- TASK PROMPT
Among the records that follow, how many lines include the string "merge"? Only the number is wanted.

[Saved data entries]
--- START ---

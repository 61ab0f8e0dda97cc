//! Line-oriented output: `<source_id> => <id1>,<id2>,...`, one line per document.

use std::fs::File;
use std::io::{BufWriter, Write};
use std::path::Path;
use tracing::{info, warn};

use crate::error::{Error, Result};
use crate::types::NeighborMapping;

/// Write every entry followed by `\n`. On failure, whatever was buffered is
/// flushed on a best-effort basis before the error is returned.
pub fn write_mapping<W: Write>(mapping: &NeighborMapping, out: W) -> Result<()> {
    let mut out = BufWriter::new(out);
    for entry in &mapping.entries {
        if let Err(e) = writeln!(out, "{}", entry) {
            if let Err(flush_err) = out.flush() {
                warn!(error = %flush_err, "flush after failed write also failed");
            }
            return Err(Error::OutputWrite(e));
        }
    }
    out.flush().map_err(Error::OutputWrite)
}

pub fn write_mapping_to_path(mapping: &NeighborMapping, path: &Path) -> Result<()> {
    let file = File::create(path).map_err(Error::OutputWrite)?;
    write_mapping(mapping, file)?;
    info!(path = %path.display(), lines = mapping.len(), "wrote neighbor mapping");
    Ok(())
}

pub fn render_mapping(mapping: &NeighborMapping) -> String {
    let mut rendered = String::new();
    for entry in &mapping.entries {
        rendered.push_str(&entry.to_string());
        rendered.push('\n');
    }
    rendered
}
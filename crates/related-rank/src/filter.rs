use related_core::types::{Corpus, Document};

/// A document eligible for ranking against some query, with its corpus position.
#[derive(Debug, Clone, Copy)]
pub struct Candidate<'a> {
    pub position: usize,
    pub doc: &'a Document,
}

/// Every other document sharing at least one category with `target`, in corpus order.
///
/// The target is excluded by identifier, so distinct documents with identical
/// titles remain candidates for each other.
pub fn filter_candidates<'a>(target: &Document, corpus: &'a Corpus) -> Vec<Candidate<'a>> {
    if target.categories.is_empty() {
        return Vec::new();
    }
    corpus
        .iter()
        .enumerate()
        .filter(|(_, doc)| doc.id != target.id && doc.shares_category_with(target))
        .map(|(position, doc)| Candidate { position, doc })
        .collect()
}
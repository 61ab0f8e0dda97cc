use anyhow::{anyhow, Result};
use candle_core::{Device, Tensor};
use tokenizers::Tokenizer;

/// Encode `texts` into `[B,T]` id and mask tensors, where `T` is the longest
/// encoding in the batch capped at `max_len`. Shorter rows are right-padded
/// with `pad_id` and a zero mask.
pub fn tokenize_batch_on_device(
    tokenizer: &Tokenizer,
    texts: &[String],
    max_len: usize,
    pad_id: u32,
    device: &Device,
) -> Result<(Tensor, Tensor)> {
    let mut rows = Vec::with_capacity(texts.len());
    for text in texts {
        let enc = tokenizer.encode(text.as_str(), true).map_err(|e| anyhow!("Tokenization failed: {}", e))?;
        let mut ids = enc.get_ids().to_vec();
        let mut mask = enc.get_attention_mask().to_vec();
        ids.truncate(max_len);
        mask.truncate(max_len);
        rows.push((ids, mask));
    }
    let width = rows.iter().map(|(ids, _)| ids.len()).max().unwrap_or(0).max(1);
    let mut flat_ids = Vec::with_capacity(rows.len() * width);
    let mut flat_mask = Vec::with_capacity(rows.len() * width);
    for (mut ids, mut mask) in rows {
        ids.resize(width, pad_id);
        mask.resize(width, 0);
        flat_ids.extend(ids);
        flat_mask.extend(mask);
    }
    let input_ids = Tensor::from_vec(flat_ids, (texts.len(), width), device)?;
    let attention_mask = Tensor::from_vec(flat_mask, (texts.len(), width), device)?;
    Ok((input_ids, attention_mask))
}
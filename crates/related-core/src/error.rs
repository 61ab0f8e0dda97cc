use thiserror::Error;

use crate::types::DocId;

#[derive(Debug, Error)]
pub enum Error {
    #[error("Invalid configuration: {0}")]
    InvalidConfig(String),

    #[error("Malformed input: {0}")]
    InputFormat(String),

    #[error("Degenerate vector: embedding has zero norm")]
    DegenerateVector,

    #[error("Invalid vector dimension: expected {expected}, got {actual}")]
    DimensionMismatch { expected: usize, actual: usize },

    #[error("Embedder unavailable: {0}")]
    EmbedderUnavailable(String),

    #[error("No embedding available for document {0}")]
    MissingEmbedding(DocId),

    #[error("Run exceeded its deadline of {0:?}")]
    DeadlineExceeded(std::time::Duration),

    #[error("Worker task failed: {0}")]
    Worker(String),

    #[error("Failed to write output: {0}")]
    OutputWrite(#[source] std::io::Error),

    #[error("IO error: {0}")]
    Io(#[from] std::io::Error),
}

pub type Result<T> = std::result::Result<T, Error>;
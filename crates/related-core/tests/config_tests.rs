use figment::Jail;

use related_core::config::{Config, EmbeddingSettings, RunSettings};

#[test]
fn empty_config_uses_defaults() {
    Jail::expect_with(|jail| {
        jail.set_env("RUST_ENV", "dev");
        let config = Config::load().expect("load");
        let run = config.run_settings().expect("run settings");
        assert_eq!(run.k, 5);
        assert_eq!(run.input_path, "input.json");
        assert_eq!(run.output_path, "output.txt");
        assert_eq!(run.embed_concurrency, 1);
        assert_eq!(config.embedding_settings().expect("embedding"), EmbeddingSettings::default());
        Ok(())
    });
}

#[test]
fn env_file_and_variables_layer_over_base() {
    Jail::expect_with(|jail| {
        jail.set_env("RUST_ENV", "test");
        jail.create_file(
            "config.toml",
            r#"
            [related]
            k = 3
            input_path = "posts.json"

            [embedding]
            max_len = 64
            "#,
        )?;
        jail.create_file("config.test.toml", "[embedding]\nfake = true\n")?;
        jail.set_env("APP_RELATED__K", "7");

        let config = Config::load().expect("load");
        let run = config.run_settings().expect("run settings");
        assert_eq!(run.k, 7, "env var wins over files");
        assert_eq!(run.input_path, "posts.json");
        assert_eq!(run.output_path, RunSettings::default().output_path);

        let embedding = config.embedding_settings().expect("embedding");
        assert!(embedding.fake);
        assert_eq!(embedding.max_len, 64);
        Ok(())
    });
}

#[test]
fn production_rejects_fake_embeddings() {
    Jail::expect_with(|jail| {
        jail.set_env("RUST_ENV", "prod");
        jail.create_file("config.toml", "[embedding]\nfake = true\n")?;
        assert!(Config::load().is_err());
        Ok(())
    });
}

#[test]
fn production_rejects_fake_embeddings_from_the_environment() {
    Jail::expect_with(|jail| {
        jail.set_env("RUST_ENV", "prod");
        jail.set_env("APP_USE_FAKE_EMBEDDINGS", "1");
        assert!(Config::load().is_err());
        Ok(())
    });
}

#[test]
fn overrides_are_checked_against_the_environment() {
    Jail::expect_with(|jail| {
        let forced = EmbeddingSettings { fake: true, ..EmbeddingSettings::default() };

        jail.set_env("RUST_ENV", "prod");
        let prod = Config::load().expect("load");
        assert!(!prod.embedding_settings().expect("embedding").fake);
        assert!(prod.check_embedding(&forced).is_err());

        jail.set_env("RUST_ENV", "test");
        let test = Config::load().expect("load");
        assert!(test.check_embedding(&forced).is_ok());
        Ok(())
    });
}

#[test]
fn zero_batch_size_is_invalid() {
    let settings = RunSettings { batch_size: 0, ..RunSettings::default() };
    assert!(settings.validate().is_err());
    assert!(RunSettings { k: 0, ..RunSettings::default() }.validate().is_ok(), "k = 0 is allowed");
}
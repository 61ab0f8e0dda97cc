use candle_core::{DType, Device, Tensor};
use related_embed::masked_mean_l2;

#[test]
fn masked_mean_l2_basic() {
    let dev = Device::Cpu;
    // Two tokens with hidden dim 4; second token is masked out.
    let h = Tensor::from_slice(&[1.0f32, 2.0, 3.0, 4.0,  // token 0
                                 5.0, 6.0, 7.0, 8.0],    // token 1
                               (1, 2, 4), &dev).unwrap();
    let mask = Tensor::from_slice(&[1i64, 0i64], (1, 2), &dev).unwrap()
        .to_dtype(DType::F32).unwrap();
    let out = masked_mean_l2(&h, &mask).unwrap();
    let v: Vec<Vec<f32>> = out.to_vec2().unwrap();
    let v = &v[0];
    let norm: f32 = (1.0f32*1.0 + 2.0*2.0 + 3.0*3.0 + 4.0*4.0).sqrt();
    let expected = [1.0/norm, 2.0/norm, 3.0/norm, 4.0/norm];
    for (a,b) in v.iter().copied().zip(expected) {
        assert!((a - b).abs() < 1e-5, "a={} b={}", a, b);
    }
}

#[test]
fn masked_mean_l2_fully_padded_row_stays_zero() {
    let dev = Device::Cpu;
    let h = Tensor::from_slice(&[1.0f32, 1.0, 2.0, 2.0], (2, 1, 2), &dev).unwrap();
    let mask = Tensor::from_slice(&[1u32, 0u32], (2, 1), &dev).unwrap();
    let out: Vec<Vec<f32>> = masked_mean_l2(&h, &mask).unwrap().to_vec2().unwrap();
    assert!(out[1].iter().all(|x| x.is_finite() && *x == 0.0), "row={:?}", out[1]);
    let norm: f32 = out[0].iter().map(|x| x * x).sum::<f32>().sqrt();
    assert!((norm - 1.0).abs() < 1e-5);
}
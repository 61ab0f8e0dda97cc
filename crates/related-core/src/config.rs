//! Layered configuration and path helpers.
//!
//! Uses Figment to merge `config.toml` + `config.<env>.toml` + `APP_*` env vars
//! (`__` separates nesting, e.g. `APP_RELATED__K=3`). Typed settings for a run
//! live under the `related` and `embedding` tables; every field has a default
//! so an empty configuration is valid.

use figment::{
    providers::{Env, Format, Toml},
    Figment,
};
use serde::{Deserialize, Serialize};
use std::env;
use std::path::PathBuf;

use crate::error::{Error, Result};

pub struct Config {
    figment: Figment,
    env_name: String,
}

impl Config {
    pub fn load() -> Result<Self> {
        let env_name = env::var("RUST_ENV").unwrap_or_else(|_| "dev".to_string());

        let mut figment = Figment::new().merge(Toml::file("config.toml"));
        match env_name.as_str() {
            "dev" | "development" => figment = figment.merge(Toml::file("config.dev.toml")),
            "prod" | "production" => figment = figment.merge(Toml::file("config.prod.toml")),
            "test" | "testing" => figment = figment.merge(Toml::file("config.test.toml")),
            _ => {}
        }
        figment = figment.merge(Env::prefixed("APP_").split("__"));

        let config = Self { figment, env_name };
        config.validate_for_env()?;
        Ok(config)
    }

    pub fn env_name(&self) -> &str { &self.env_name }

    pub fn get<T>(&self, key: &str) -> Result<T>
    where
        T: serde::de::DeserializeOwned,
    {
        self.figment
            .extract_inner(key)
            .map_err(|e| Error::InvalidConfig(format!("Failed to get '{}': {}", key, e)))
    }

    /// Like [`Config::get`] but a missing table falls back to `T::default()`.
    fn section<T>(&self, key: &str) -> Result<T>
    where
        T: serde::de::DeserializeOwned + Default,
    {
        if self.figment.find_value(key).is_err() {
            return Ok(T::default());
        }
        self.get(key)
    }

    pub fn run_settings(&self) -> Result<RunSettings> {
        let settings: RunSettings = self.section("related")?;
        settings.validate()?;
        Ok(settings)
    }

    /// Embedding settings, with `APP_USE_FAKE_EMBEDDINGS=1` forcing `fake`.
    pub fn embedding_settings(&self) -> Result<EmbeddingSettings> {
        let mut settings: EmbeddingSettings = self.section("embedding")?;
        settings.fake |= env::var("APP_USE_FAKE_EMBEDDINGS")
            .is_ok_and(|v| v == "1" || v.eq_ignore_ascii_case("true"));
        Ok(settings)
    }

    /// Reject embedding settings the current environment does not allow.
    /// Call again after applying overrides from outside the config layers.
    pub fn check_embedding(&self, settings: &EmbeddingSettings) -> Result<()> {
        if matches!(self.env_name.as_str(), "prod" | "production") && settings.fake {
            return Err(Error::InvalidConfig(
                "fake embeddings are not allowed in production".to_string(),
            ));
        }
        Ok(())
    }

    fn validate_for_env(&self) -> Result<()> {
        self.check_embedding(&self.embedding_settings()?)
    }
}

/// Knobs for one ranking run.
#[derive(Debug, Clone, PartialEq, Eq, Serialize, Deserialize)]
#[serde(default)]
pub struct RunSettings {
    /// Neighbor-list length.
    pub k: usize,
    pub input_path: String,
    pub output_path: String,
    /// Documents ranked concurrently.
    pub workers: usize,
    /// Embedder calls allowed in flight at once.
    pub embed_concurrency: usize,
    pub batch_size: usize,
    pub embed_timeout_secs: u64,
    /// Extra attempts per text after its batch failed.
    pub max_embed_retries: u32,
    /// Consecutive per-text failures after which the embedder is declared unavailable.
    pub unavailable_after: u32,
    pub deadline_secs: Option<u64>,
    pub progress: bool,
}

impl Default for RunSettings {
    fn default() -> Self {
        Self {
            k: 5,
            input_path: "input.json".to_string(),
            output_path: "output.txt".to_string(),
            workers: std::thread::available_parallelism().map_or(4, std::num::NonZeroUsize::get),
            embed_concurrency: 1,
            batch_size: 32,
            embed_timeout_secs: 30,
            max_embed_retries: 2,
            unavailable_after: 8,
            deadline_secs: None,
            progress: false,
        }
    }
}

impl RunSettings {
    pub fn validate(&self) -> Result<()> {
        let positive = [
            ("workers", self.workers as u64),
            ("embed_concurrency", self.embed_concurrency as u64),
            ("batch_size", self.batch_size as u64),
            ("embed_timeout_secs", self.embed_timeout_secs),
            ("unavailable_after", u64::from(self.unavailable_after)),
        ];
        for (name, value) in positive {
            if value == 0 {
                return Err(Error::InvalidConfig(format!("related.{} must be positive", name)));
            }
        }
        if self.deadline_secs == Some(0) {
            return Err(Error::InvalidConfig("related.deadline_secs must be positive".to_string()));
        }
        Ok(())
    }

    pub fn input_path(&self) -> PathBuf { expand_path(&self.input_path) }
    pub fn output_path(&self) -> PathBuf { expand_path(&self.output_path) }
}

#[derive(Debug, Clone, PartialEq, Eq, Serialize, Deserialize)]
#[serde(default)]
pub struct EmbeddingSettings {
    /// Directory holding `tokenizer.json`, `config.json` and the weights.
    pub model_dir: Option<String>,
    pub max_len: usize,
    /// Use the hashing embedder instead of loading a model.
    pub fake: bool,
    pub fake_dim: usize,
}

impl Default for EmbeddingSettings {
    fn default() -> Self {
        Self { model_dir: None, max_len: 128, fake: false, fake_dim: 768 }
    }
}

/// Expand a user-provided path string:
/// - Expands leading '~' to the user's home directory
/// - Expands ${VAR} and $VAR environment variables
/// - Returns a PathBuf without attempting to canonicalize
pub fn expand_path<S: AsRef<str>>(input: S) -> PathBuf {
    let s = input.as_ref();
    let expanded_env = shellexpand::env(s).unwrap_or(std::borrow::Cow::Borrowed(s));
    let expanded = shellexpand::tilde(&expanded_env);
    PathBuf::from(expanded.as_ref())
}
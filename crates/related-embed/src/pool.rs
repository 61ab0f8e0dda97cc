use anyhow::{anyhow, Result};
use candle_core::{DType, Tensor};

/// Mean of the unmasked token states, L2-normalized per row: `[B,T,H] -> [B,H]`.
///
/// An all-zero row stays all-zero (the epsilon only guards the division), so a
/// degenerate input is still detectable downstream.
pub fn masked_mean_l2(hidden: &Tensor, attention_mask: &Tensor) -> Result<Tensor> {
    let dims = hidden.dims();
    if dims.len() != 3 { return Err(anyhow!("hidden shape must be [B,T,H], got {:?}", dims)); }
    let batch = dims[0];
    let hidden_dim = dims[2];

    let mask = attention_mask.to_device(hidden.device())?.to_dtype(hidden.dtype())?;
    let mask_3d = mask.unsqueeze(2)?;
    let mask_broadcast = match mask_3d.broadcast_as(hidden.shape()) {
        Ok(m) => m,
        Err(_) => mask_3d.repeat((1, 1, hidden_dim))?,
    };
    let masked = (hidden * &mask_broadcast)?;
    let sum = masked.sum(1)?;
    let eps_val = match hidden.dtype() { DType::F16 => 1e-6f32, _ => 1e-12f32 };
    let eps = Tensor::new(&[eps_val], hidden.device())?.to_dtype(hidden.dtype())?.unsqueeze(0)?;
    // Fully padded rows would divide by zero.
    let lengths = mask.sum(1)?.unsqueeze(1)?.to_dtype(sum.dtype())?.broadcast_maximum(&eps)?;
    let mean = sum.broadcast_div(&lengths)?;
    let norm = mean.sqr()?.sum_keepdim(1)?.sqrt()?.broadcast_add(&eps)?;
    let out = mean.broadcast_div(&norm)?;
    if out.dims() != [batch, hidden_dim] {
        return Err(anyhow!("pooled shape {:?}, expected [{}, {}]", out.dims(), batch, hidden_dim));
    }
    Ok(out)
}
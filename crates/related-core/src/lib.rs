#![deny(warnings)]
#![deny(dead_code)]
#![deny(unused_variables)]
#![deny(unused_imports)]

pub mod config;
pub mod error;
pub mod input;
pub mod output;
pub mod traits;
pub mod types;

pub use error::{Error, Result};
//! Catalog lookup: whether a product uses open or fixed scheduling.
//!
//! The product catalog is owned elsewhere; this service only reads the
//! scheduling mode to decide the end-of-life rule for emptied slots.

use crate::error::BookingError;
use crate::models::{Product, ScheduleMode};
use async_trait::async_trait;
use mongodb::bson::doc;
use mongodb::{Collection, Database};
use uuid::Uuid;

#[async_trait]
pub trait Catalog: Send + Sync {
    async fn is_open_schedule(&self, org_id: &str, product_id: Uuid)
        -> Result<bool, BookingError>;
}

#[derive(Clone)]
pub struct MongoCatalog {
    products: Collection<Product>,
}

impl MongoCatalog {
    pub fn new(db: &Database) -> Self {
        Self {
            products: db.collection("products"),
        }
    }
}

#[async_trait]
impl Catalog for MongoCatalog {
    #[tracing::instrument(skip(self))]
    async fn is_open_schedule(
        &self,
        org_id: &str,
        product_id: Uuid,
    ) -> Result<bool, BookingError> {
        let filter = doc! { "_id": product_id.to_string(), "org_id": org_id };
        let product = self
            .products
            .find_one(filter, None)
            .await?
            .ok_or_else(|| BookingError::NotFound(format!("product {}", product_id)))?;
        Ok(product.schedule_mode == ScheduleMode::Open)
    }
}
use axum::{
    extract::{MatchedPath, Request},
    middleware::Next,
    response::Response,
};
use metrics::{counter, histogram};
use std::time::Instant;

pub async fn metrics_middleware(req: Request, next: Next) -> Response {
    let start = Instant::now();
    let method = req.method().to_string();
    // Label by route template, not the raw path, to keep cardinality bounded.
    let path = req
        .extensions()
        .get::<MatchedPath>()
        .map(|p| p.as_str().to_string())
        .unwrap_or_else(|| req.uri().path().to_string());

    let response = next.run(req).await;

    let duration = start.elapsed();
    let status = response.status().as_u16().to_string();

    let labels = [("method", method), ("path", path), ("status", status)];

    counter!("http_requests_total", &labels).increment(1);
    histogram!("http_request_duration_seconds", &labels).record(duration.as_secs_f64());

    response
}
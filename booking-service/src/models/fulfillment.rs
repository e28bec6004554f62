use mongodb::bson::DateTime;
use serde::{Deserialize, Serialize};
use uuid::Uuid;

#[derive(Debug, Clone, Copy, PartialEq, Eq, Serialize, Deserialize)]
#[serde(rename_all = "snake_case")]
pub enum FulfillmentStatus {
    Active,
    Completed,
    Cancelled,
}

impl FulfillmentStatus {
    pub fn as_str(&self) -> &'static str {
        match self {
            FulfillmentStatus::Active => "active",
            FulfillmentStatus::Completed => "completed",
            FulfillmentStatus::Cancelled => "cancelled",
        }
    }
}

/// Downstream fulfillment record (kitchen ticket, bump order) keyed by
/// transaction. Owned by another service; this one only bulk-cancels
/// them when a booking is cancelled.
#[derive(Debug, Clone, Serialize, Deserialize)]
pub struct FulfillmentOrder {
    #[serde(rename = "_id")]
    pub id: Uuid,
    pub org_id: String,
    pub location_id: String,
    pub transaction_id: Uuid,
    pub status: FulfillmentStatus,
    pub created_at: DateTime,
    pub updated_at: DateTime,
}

--- END ---

- OUTPUT OF THE TASK
6